I took in two concerts last week, one at Meany Hall on the University of Washington campus last Tuesday, Nov. 27, and the other at Seattle's Town Hall on Friday night, Nov. 30. Lovely. lovely music by first-rank artists. But what was most encouraging were the signs of how classical music is wriggling out of its straightjacket. Maybe there really is hope that this music will find a way to be more accessible, popular, and dramatic.
The Meany concert presented the Chiara String Quartet, a group of young players who met at Juilliard. The program was all modern music, with only one "mainstay" work, Bartok's String Quartet No. 2, dating from World War I. The music was very well played, if a little heavy on the throttle (the Juilliard curse).

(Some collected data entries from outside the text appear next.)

//! Folding path commands into draw calls.
//!
//! The interpreter walks a command list once, threading the state the
//! grammar's relative forms, shorthands, and smooth reflections depend
//! on, and emits moves, lines, and cubic curves on a [`PathSink`].
//! Quadratic curves are degree-elevated to their exact cubic equivalent
//! so the sink vocabulary stays minimal; elliptical arcs go through the
//! center conversion and come out as one cubic each.

use crate::arc::{cubic_approximation, endpoint_to_center, EndpointArc};
use crate::command::PathCommand;
use crate::error::Diagnostic;
use crate::primitives::{Affine2, Point2};
use num_traits::Float;

/// Receiver for interpreted path geometry.
///
/// All coordinates arriving here are absolute. `current_point` is `None`
/// until the first `move_to`.
pub trait PathSink<F> {
    /// Starts a new subpath at `p`.
    fn move_to(&mut self, p: Point2<F>);
    /// Draws a straight line to `p`.
    fn line_to(&mut self, p: Point2<F>);
    /// Draws a cubic Bézier to `end` with control points `c1` and `c2`.
    fn curve_to(&mut self, c1: Point2<F>, c2: Point2<F>, end: Point2<F>);
    /// Closes the current subpath.
    fn close_subpath(&mut self);
    /// The sink's notion of the pen position.
    fn current_point(&self) -> Option<Point2<F>>;
}

/// One recorded draw call.
#[derive(Debug, Clone, Copy, PartialEq)]
pub enum PathOp<F> {
    /// Start of a subpath.
    MoveTo(Point2<F>),
    /// Straight line segment.
    LineTo(Point2<F>),
    /// Cubic Bézier segment (control1, control2, end).
    CurveTo(Point2<F>, Point2<F>, Point2<F>),
    /// Subpath closure.
    Close,
}

/// A sink that records draw calls as [`PathOp`] values.
///
/// This is the crate's concrete output form; renderers replay `ops()`
/// onto whatever drawing surface they own.
///
/// # Example
///
/// ```
/// use pathwise::interpret::{interpret, BezierPath, PathOp};
/// use pathwise::parse;
///
/// let commands = parse::<f64>("M0 0 L10 0");
/// let mut path = BezierPath::new();
/// interpret(&commands, &mut path);
/// assert_eq!(path.ops().len(), 2);
/// assert!(matches!(path.ops()[1], PathOp::LineTo(_)));
/// ```
#[derive(Debug, Clone, Default)]
pub struct BezierPath<F> {
    ops: Vec<PathOp<F>>,
    current: Option<Point2<F>>,
    subpath_start: Option<Point2<F>>,
}

impl<F: Float> BezierPath<F> {
    /// Creates an empty path.
    pub fn new() -> Self {
        Self {
            ops: Vec::new(),
            current: None,
            subpath_start: None,
        }
    }

    /// The recorded draw calls, in emission order.
    pub fn ops(&self) -> &[PathOp<F>] {
        &self.ops
    }

    /// Returns true if nothing has been drawn.
    pub fn is_empty(&self) -> bool {
        self.ops.is_empty()
    }
}

impl<F: Float> PathSink<F> for BezierPath<F> {
    fn move_to(&mut self, p: Point2<F>) {
        self.ops.push(PathOp::MoveTo(p));
        self.current = Some(p);
        self.subpath_start = Some(p);
    }

    fn line_to(&mut self, p: Point2<F>) {
        self.ops.push(PathOp::LineTo(p));
        self.current = Some(p);
    }

    fn curve_to(&mut self, c1: Point2<F>, c2: Point2<F>, end: Point2<F>) {
        self.ops.push(PathOp::CurveTo(c1, c2, end));
        self.current = Some(end);
    }

    fn close_subpath(&mut self) {
        self.ops.push(PathOp::Close);
        // The pen returns to where the subpath began.
        self.current = self.subpath_start;
    }

    fn current_point(&self) -> Option<Point2<F>> {
        self.current
    }
}

/// A sink adapter that applies an affine transform to every point before
/// forwarding to an inner sink.
///
/// Viewport fitting lives here, outside the interpreter: geometry is
/// produced in user units and mapped as a final step.
#[derive(Debug)]
pub struct TransformSink<'a, F, S> {
    transform: Affine2<F>,
    inner: &'a mut S,
}

impl<'a, F: Float, S: PathSink<F>> TransformSink<'a, F, S> {
    /// Wraps `inner`, mapping all geometry through `transform`.
    pub fn new(transform: Affine2<F>, inner: &'a mut S) -> Self {
        Self { transform, inner }
    }
}

impl<'a, F: Float, S: PathSink<F>> PathSink<F> for TransformSink<'a, F, S> {
    fn move_to(&mut self, p: Point2<F>) {
        self.inner.move_to(self.transform.apply_point(p));
    }

    fn line_to(&mut self, p: Point2<F>) {
        self.inner.line_to(self.transform.apply_point(p));
    }

    fn curve_to(&mut self, c1: Point2<F>, c2: Point2<F>, end: Point2<F>) {
        self.inner.curve_to(
            self.transform.apply_point(c1),
            self.transform.apply_point(c2),
            self.transform.apply_point(end),
        );
    }

    fn close_subpath(&mut self) {
        self.inner.close_subpath();
    }

    fn current_point(&self) -> Option<Point2<F>> {
        self.inner.current_point()
    }
}

/// The control point recorded by the previous command, tagged with its
/// curve family so smooth shorthands only reflect within their own kind.
#[derive(Debug, Clone, Copy, PartialEq)]
enum LastControl<F> {
    None,
    Cubic(Point2<F>),
    Quadratic(Point2<F>),
}

/// Interpreter state threaded across the command fold.
#[derive(Debug, Clone, Copy)]
struct ParseState<F> {
    current: Point2<F>,
    subpath_start: Point2<F>,
    last_control: LastControl<F>,
}

impl<F: Float> ParseState<F> {
    fn new() -> Self {
        Self {
            current: Point2::origin(),
            subpath_start: Point2::origin(),
            last_control: LastControl::None,
        }
    }

    /// The implied first control point of a smooth cubic: the previous
    /// cubic control point reflected through the current point, or the
    /// current point itself after any other command.
    fn reflected_cubic_control(&self) -> Point2<F> {
        match self.last_control {
            LastControl::Cubic(c) => self.current + (self.current - c),
            _ => self.current,
        }
    }

    /// The implied control point of a smooth quadratic, by the same rule.
    fn reflected_quadratic_control(&self) -> Point2<F> {
        match self.last_control {
            LastControl::Quadratic(c) => self.current + (self.current - c),
            _ => self.current,
        }
    }
}

/// Interprets a command list onto a sink.
///
/// The fold resolves relative coordinates and shorthands against the
/// threaded state; each command leaves absolute geometry in the sink.
/// Returns the diagnostics for commands whose geometry had to be
/// repaired (currently only degenerate arcs, which fall back to a
/// straight line to their endpoint).
pub fn interpret<F: Float, S: PathSink<F>>(
    commands: &[PathCommand<F>],
    sink: &mut S,
) -> Vec<Diagnostic> {
    let mut diagnostics = Vec::new();
    let mut state = ParseState::new();

    for command in commands {
        step(*command, &mut state, sink, &mut diagnostics);
    }

    diagnostics
}

fn absolutize<F: Float>(current: Point2<F>, delta: Point2<F>) -> Point2<F> {
    current + delta.to_vec()
}

fn step<F: Float, S: PathSink<F>>(
    command: PathCommand<F>,
    state: &mut ParseState<F>,
    sink: &mut S,
    diagnostics: &mut Vec<Diagnostic>,
) {
    match command {
        PathCommand::MoveTo(p) => {
            sink.move_to(p);
            state.current = p;
            state.subpath_start = p;
            state.last_control = LastControl::None;
        }
        PathCommand::MoveToRel(d) => {
            let p = absolutize(state.current, d);
            sink.move_to(p);
            state.current = p;
            state.subpath_start = p;
            state.last_control = LastControl::None;
        }
        PathCommand::LineTo(p) => {
            sink.line_to(p);
            state.current = p;
            state.last_control = LastControl::None;
        }
        PathCommand::LineToRel(d) => {
            let p = absolutize(state.current, d);
            sink.line_to(p);
            state.current = p;
            state.last_control = LastControl::None;
        }
        PathCommand::HorizontalTo(x) => {
            let p = Point2::new(x, state.current.y);
            sink.line_to(p);
            state.current = p;
            state.last_control = LastControl::None;
        }
        PathCommand::HorizontalToRel(dx) => {
            let p = Point2::new(state.current.x + dx, state.current.y);
            sink.line_to(p);
            state.current = p;
            state.last_control = LastControl::None;
        }
        PathCommand::VerticalTo(y) => {
            let p = Point2::new(state.current.x, y);
            sink.line_to(p);
            state.current = p;
            state.last_control = LastControl::None;
        }
        PathCommand::VerticalToRel(dy) => {
            let p = Point2::new(state.current.x, state.current.y + dy);
            sink.line_to(p);
            state.current = p;
            state.last_control = LastControl::None;
        }
        PathCommand::CubicTo(c1, c2, end) => {
            cubic(state, sink, c1, c2, end);
        }
        PathCommand::CubicToRel(c1, c2, end) => {
            let c1 = absolutize(state.current, c1);
            let c2 = absolutize(state.current, c2);
            let end = absolutize(state.current, end);
            cubic(state, sink, c1, c2, end);
        }
        PathCommand::SmoothCubicTo(c2, end) => {
            let c1 = state.reflected_cubic_control();
            cubic(state, sink, c1, c2, end);
        }
        PathCommand::SmoothCubicToRel(c2, end) => {
            let c1 = state.reflected_cubic_control();
            let c2 = absolutize(state.current, c2);
            let end = absolutize(state.current, end);
            cubic(state, sink, c1, c2, end);
        }
        PathCommand::QuadraticTo(ctrl, end) => {
            quadratic(state, sink, ctrl, end);
        }
        PathCommand::QuadraticToRel(ctrl, end) => {
            let ctrl = absolutize(state.current, ctrl);
            let end = absolutize(state.current, end);
            quadratic(state, sink, ctrl, end);
        }
        PathCommand::SmoothQuadraticTo(end) => {
            let ctrl = state.reflected_quadratic_control();
            quadratic(state, sink, ctrl, end);
        }
        PathCommand::SmoothQuadraticToRel(end) => {
            let ctrl = state.reflected_quadratic_control();
            let end = absolutize(state.current, end);
            quadratic(state, sink, ctrl, end);
        }
        PathCommand::ArcTo {
            rx,
            ry,
            x_axis_rotation,
            large_arc,
            sweep,
            end,
        } => {
            arc(
                state,
                sink,
                diagnostics,
                rx,
                ry,
                x_axis_rotation,
                large_arc,
                sweep,
                end,
            );
        }
        PathCommand::ArcToRel {
            rx,
            ry,
            x_axis_rotation,
            large_arc,
            sweep,
            end,
        } => {
            let end = absolutize(state.current, end);
            arc(
                state,
                sink,
                diagnostics,
                rx,
                ry,
                x_axis_rotation,
                large_arc,
                sweep,
                end,
            );
        }
        PathCommand::ClosePath => {
            sink.close_subpath();
            // The pen returns to the subpath start; a following relative
            // command resolves from there.
            state.current = state.subpath_start;
            state.last_control = LastControl::None;
        }
    }
}

fn cubic<F: Float, S: PathSink<F>>(
    state: &mut ParseState<F>,
    sink: &mut S,
    c1: Point2<F>,
    c2: Point2<F>,
    end: Point2<F>,
) {
    sink.curve_to(c1, c2, end);
    state.current = end;
    state.last_control = LastControl::Cubic(c2);
}

/// Emits a quadratic curve as its exact cubic degree elevation:
/// `c1 = p0 + ⅔(q − p0)`, `c2 = p3 + ⅔(q − p3)`.
fn quadratic<F: Float, S: PathSink<F>>(
    state: &mut ParseState<F>,
    sink: &mut S,
    ctrl: Point2<F>,
    end: Point2<F>,
) {
    let two_thirds = F::from(2.0 / 3.0).unwrap();
    let c1 = state.current + (ctrl - state.current) * two_thirds;
    let c2 = end + (ctrl - end) * two_thirds;
    sink.curve_to(c1, c2, end);
    state.current = end;
    state.last_control = LastControl::Quadratic(ctrl);
}

#[allow(clippy::too_many_arguments)]
fn arc<F: Float, S: PathSink<F>>(
    state: &mut ParseState<F>,
    sink: &mut S,
    diagnostics: &mut Vec<Diagnostic>,
    rx: F,
    ry: F,
    x_axis_rotation: F,
    large_arc: bool,
    sweep: bool,
    end: Point2<F>,
) {
    let degrees_to_radians = F::from(std::f64::consts::PI / 180.0).unwrap();
    let endpoint_arc = EndpointArc {
        from: state.current,
        to: end,
        rx,
        ry,
        x_axis_rotation: x_axis_rotation * degrees_to_radians,
        large_arc,
        sweep,
    };

    match endpoint_to_center(&endpoint_arc) {
        Ok(center) => {
            let segment = cubic_approximation(
                &center.ellipse,
                center.start_angle,
                center.start_angle + center.sweep_angle,
            );
            // The commanded endpoint wins over the recomputed one so the
            // path stays exactly continuous for following commands.
            sink.curve_to(segment.c1, segment.c2, end);
        }
        Err(e) => {
            log::warn!("degenerate arc replaced by a line: {}", e);
            diagnostics.push(Diagnostic::DegenerateArc(e));
            sink.line_to(end);
        }
    }
    state.current = end;
    state.last_control = LastControl::None;
}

But here's what was notable. First of all, the program made coherent sense: All the pieces explored the relationship of folk music to classical music, and in the most contemporary pieces we had a gloriously post-modern mixing of folk traditions. Gabriela Lena Frank is Peruvian-Jewish-Chinese, and Osvaldo Golijov is a Russian-East European Jew from Argentina. They made Bartok, who was a magpie for peasant music from Turkey to North Africa, the proper centerpiece and inspiration for the evening.
Not only that, but the Chiara folks split up the Frank work, six sections described as "an Andean walkabout," into three separate groups, making the evening a version of "Pictures at an Exhibition," where we stroll from one vista to another. For the main work of the second half, Golijov's harrowing Yiddishbbuk of 1992, the quartet played in near darkness, with lights on the four music stands and three pictures on the rear wall brightly illuminated. Another attractive innovation of the evening was having each piece end with a sudden darkness, during which we applauded. When the lights came back up, the musicians set into the next work, sparing us all that routine bowing, smiling, striding off stage and back on. (Good idea at Meany especially, since it's a quarter-mile walk across that huge stage.)
So it added up to a dramatic, compelling, demanding evening. Something very exciting is going on at Meany this year, aided perhaps by some dropping attendance and therefore a willingness to experiment on new groups. This seems like a good idea for a university series to follow, especially in a town of such conservative musical programming by others.
The other concert was Trio Mediaeval, presented by Early Music Guild, the town's best presenter of quality touring groups. The concert by these celebrated three Scandinavian singers was sold out two weeks in advance. They are extraordinary professionals, presenting the whole program from memory and singing with a celestial purity of tone and precision of pitch.
Here, too, was a program that was coherent, all Norwegian folk songs, ballads, lullabies, and a few hymns. They made full use of Town Hall's lovely acoustics, sometimes singing from out in the audience, processing, playing with a percussionist, and guiding the audience seamlessly from song to song so we could stay in a rapture. Mercifully, there was just one Christmas tune.
Both Trio Mediaeval and Chiara bring to their performances something of the spirit of indie rock groups, meaning that they are young and unstuffy. Chiara plays in taverns and clubs as well as concert halls, and their cellist has a pigtail. The Trio sings at jazz clubs, looks smashing and is hip as thou, and sells huge numbers of their very slickly packaged CDs. (Their new album, Folk Music, has many of the songs from their concert, but I must say it sounded much better live at Town Hall, without the excessive reverb in the CD.) Chiara spent the rest of last week at the Tractor Tavern and in front of public school classrooms. As with their music, these groups "cross over."
It will be interesting to see if Seattle can catch some of this new spirit of classical music-plus. My sense is that we have a long way to go to catch up with New York or Portland and certainly Europe, but that the audiences are now starting to come to Seattle, as part of the wave of creative people flooding in for the new jobs.
Good as all this is to report, I do also have some caveats. A whole evening of Norwegian folk music, presented in elegant arrangements by the Trio, can leave you longing for more of the swing and bite of the real thing, as well as some sadness at not having the group do their specialty, polyphonic medieval and contemporary music. The talk about intercultural understanding that undergirds the Quartet's approach is sweet, but the music is much more expressive of broken melodies and imprisoned folk material crushed by the honking urban modernism that overlays it. Despite the coherence of the programs, none really had an emotional center of gravity, an unforgettable major work.
Classical music in the nineteenth century, particularly symphonies, underwent a change from being a show to being a substitute religious service, with hushed audiences and reverent boredom. Not opera, which remained a show that audiences were very much into, interrupting the flow to cheer and demand a repeat. Last week, I dared to hope that the long, solemn detour from showtime to worship service might be coming to an end. Even here!